Debemos ser positivos. Sí, lo sé. Tiempos complicados para el positivismo, pero como dice aquella leyenda popular “esto también pasará”, y es lo que poco a poco está sucediendo, cada sitio a su ritmo, es verdad, pero comenzamos a salir a la calle, a mirar, a mirarnos, a sentir, a tomar el sol, a oler la primavera y observar cómo cambia lentamente hacia el verano.
Ya nos imaginamos saboreando ese helado sentados en un parque o frente al mar. Pero mientras esto llega, ¿qué podemos hacer? ¿Cómo podemos viajar sin ir más allá de un kilómetro? Y yo respondo con otra pregunta… ¿Cuántos de ustedes se han dicho alguna vez eso de “qué poco conocemos lo que tenemos al lado”? Pues eso, es tiempo de mirar dónde vivimos y las posibilidades que hay.
En la facultad tuve un profesor que nos sacó un día de excursión para “leer” los edificios. Hasta ese momento una iglesia era románica o gótica (por ejemplo), pero con su relato se convertía en los supervivientes de tiempos lejanos, que nos narraba una historia en cada cicatriz de sus piedras. Me explico. Cada edificio, cada barrio, cada ciudad, ha pasado sus épocas de desarrollo, sus estratos históricos. Algunos están bajo el suelo, otros han desaparecido, y los que quedan en pie, lo hacen en forma de edificio, restos arqueológicos o el mismo trazado de una ciudad te da pistas de lo que fue, la identidad del lugar. Una pared de una iglesia te puede decir que fue de diferentes estilos, que cambiaron materiales, que los canteros marcaron las piedras o que las reutilizaron de otros edificios tal vez más antiguos y te encuentras de repente con decoración de un templo romano.

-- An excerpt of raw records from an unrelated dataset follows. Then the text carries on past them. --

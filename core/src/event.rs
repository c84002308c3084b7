//! Plan events: what each pipeline stage did for a unit.
//!
//! RULE: Stages communicate their outcome through the UnitPlan they
//! write to; events are the audit trail of that outcome, never an input
//! to the numbers.

use crate::types::{MonthIndex, RunId, UnitId};
use serde::{Deserialize, Serialize};

/// Every event emitted during a planning run.
#[derive(Debug, Clone, PartialEq, Serialize, Deserialize)]
#[serde(tag = "type", rename_all = "snake_case")]
pub enum PlanEvent {
    // ── Distribution ───────────────────────────────
    TargetsDistributed {
        unit:         UnitId,
        strategy:     String,
        annual_total: f64,
    },

    // ── Recurrence ─────────────────────────────────
    RecurrenceSimulated {
        unit:             UnitId,
        final_base:       f64,
        total_to_sell:    f64,
        covered_months:   usize,
    },
    RecurrenceSkipped {
        unit: UnitId,
    },

    // ── Funnel ─────────────────────────────────────
    InvestmentFloorApplied {
        unit:  UnitId,
        month: MonthIndex,
        raw:   f64,
        floor: f64,
    },
    InitialInvestmentOverridden {
        unit:   UnitId,
        amount: f64,
        sales:  f64,
    },
    FunnelComputed {
        unit:             UnitId,
        total_leads:      u64,
        total_investment: f64,
    },

    // ── Engine ─────────────────────────────────────
    RunCompleted {
        run_id:     RunId,
        unit_count: usize,
    },
}

impl PlanEvent {
    /// Stable string name of the variant, for the event_type column.
    pub fn type_name(&self) -> &'static str {
        match self {
            PlanEvent::TargetsDistributed { .. }          => "targets_distributed",
            PlanEvent::RecurrenceSimulated { .. }         => "recurrence_simulated",
            PlanEvent::RecurrenceSkipped { .. }           => "recurrence_skipped",
            PlanEvent::InvestmentFloorApplied { .. }      => "investment_floor_applied",
            PlanEvent::InitialInvestmentOverridden { .. } => "initial_investment_overridden",
            PlanEvent::FunnelComputed { .. }              => "funnel_computed",
            PlanEvent::RunCompleted { .. }                => "run_completed",
        }
    }
}

/// One row of the in-memory event log.
#[derive(Debug, Clone, PartialEq, Serialize, Deserialize)]
pub struct EventLogEntry {
    pub seq:        u64,
    pub run_id:     RunId,
    pub unit:       Option<UnitId>,
    pub subsystem:  String,
    pub event_type: String,
    pub payload:    String,
}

La primera vez que salí a pasear tras el primer permiso, caminaba tranquilamente por una calle de Madrid, y me dio por levantar la vista del suelo (cosa que con las prisas del día a día pocos hacíamos) y fijarme en un edificio casi en ruinas. Entonces comprendí que vivía en un barrio que había formado parte de la historia industrial de la ciudad, con los típicos ladrillos rojos y ventanas anchas. Viendo eso decidí crear un pequeño juego, recorrer cada vez que saliera diferentes calles para localizar más edificios de este estilo. Entonces me vino a la cabeza esa afirmación que puse al principio de “yo pensando todo el día que no voy a poder ir a tal sitio, cuando ni siquiera conozco la historia del barrio en el que vivo”. El juego puede ir más allá, como buscar artículos de hemeroteca, fotos antiguas o recuperar los relatos de las personas mayores que son de un valor incalculable.
Este ejemplo se puede trasladar a los que se quiera, claro. Cada uno que investigue lo que quiera, hasta rastrear el origen de la flor o árbol que adornan los parques, y cuando abran los museos y galerías, perderse por sus salas y descubrir un artista que para entonces era desconocido para nosotros, o preguntarle a aquel vecino que canturrea cada mañana en su ventana de dónde procede y que te hable de las maravillas que hay en su lugar de origen, tal vez así descubramos el destino de nuestras próximas vacaciones.
Hay pequeños mundos por explorar cerca de nosotros sin saberlo, y estarán conmigo que no saldremos igual de esta experiencia, que salimos con más ganas de recorrer cada rincón del mundo, de hablarnos, de conocernos, de abrazarnos. Pero mientras esto llega, exploremos, observemos estos pequeños mundos que caben dentro de un kilómetro, seamos más conscientes de la tierra que pisamos y de sus habitantes, ayudémonos a levantarnos, y sonrían desde el corazón, que aunque lo hagamos con una mascarilla puesta, la sonrisa verdadera se dibuja en los ojos.